I answered that she had given no hint of any such intention.

'Perhaps,' said my mother, 'Mr. Glover being by restrained her.'

'Perhaps,' I replied curtly.

As the tone in which I spoke denoted that I did not wish to continue the conversation, my mother said nothing more. Not that she had grown indifferent to the subject upon which we were conversing, but that she studied my moods more closely than ever. Her heart had never been stirred by such tender love for me as during this time; it showed itself in a thousand little undemonstrative ways, and with a delicate cunning which I am sure has never been excelled, she said and did precisely the things which were most comforting to me. I have only her to thank that my sorrow did not make a cynic of me.

My thoughts ran so much upon Mr. Glover, that I dreamt of him frequently in connection with some singular fancies. The principal persons who played parts in these dreams were we two and Jessie. In one of my dreams he was standing on a height, with his fingers to his mouth, curling his moustache into it as usual; I stood below, at a great distance from him; and Jessie was midway between us. He was beckoning to Jessie, saying in a boastful tone that he was a gentleman and a man of honour, and Jessie was walking towards him. In another of my dreams he was standing over me, preaching the same text. In another, Turk was very seriously impressing upon me the fact that Mr. Glover came from a highly-respectable family, and that it was a thing to be proud of.
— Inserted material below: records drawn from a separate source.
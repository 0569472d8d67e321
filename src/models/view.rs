//! Snapshot DTOs for everything on screen.
//!
//! - `TimelineView`: one consistent snapshot of every panel, built from a
//!   single recompute pass of the controller
//! - `MarkView`, `TooltipView`, `AxisTick`: scatter plot scene
//! - `StatsPanel`, `FileEntry`, `CategoryEntry`: summary panels
//! - `SelectionSummary`, `CategoryShare`: brush selection breakdown
//! - `RangeControlState`, `CursorView`, `NarrativeCheckpointView`: inputs
//!
//! Used by: JSON API, server-rendered page, SVG plot

use serde::{Deserialize, Serialize};

/// Screen-space position in plot pixels.
#[derive(Debug, Clone, Copy, Default, PartialEq, Serialize, Deserialize)]
pub struct Point {
    pub x: f64,
    pub y: f64,
}

impl Point {
    pub fn new(x: f64, y: f64) -> Self {
        Self { x, y }
    }
}

#[derive(Debug, Clone, Serialize)]
pub struct MarkView {
    pub commit_id: String,
    pub cx: f64,
    pub cy: f64,
    pub r: f64,
    pub fill: String,
    pub opacity: f64,
    pub selected: bool,
}

#[derive(Debug, Clone, Default, Serialize)]
pub struct TooltipView {
    pub visible: bool,
    pub commit_id: Option<String>,
    pub url: Option<String>,
    pub date: Option<String>,
    pub left: f64,
    pub top: f64,
}

#[derive(Debug, Clone, PartialEq, Serialize)]
pub struct AxisTick {
    pub position: f64,
    pub label: String,
}

#[derive(Debug, Clone, Serialize)]
pub struct CursorView {
    pub time: String,
    pub label: String,
}

#[derive(Debug, Clone, Copy, PartialEq, Serialize)]
pub struct RangeControlState {
    pub min: f64,
    pub max: f64,
    pub value: f64,
    pub fill_percent: f64,
}

#[derive(Debug, Clone, Serialize)]
pub struct StatItem {
    pub label: &'static str,
    pub value: String,
}

/// Stats box. Missing metrics (unparseable cells) are skipped by the maxima,
/// so a max is `None` only when every contributing cell was missing.
#[derive(Debug, Clone, Default, PartialEq, Serialize)]
pub struct StatsPanel {
    pub commits: usize,
    pub files: usize,
    pub total_lines: usize,
    pub max_depth: Option<u32>,
    pub max_line_length: Option<u32>,
    pub max_file_lines: Option<usize>,
}

impl StatsPanel {
    pub fn items(&self) -> Vec<StatItem> {
        fn or_zero<T: ToString>(value: Option<T>) -> String {
            value.map(|v| v.to_string()).unwrap_or_else(|| "0".to_string())
        }

        vec![
            StatItem { label: "COMMITS", value: self.commits.to_string() },
            StatItem { label: "FILES", value: self.files.to_string() },
            StatItem { label: "TOTAL LOC", value: self.total_lines.to_string() },
            StatItem { label: "MAX DEPTH", value: or_zero(self.max_depth) },
            StatItem { label: "LONGEST LINE", value: or_zero(self.max_line_length) },
            StatItem { label: "MAX LINES", value: or_zero(self.max_file_lines) },
        ]
    }
}

#[derive(Debug, Clone, PartialEq, Serialize)]
pub struct FileDot {
    pub category: String,
    pub color: String,
    pub line: Option<u32>,
}

#[derive(Debug, Clone, PartialEq, Serialize)]
pub struct FileEntry {
    pub name: String,
    pub lines: usize,
    pub dots: Vec<FileDot>,
}

#[derive(Debug, Clone, PartialEq, Serialize)]
pub struct CategoryEntry {
    pub category: String,
    pub lines: usize,
    pub color: String,
}

#[derive(Debug, Clone, PartialEq, Serialize)]
pub struct CategoryShare {
    pub category: String,
    pub lines: usize,
    pub fraction: f64,
    pub percent: String,
}

/// A selection rectangle translated back into data space.
#[derive(Debug, Clone, PartialEq, Serialize)]
pub struct DataWindow {
    pub from: String,
    pub to: String,
    pub hour_low: f64,
    pub hour_high: f64,
}

#[derive(Debug, Clone, PartialEq, Serialize)]
pub struct SelectionSummary {
    pub active: bool,
    pub count: usize,
    pub label: String,
    pub commit_ids: Vec<String>,
    pub breakdown: Vec<CategoryShare>,
    pub window: Option<DataWindow>,
}

#[derive(Debug, Clone, Serialize)]
pub struct NarrativeCheckpointView {
    pub commit_id: String,
    pub top: f64,
    pub height: f64,
    pub text: String,
    pub active: bool,
}

#[derive(Debug, Clone, Serialize)]
pub struct TimelineView {
    pub source: String,
    pub error: Option<String>,
    pub cursor: Option<CursorView>,
    pub range: Option<RangeControlState>,
    pub total_commits: usize,
    pub visible_commits: usize,
    pub x_axis: Vec<AxisTick>,
    pub y_axis: Vec<AxisTick>,
    pub marks: Vec<MarkView>,
    pub tooltip: TooltipView,
    pub stats: StatsPanel,
    pub stat_items: Vec<StatItem>,
    pub files: Vec<FileEntry>,
    pub categories: Vec<CategoryEntry>,
    pub selection: SelectionSummary,
    pub narrative_active: Option<String>,
}

impl TimelineView {
    /// Empty snapshot shown when no dataset could be loaded.
    pub fn placeholder(source: &str, reason: &str) -> Self {
        let stats = StatsPanel::default();
        Self {
            source: source.to_string(),
            error: Some(reason.to_string()),
            cursor: None,
            range: None,
            total_commits: 0,
            visible_commits: 0,
            x_axis: Vec::new(),
            y_axis: Vec::new(),
            marks: Vec::new(),
            tooltip: TooltipView::default(),
            stat_items: stats.items(),
            stats,
            files: Vec::new(),
            categories: Vec::new(),
            selection: SelectionSummary::empty(),
            narrative_active: None,
        }
    }
}

impl SelectionSummary {
    pub fn empty() -> Self {
        Self {
            active: false,
            count: 0,
            label: "No commits selected".to_string(),
            commit_ids: Vec::new(),
            breakdown: Vec::new(),
            window: None,
        }
    }
}

#[cfg(test)]
mod tests {
    use super::*;

    #[test]
    fn test_empty_stats_render_zero_state() {
        let items = StatsPanel::default().items();
        assert_eq!(items.len(), 6);
        assert!(items.iter().all(|item| item.value == "0"));
        assert_eq!(items[2].label, "TOTAL LOC");
    }

    #[test]
    fn test_placeholder_carries_error() {
        let view = TimelineView::placeholder("loc.csv", "file not found");
        assert_eq!(view.error.as_deref(), Some("file not found"));
        assert!(view.marks.is_empty());
        assert_eq!(view.selection.label, "No commits selected");
    }
}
This was the leading idea of all my dreams.

I did not go again to see Jessie at the rehearsals. I knew I had no right to be in the theatre on those occasions, and I did not intend to give Mr. Glover a chance of placing me in an unpleasant position. I had scarcely a hope of seeing Jessie at our house; my mother thought differently, saying that in certain things she was seldom mistaken, and this was one of them. It was known to me that she had never ceased making inquiries for uncle Bryan, and that she had taken many and many a journey about London in the hope of finding him. I did not question her as to the result of these inquiries, and she herself was silent on the subject.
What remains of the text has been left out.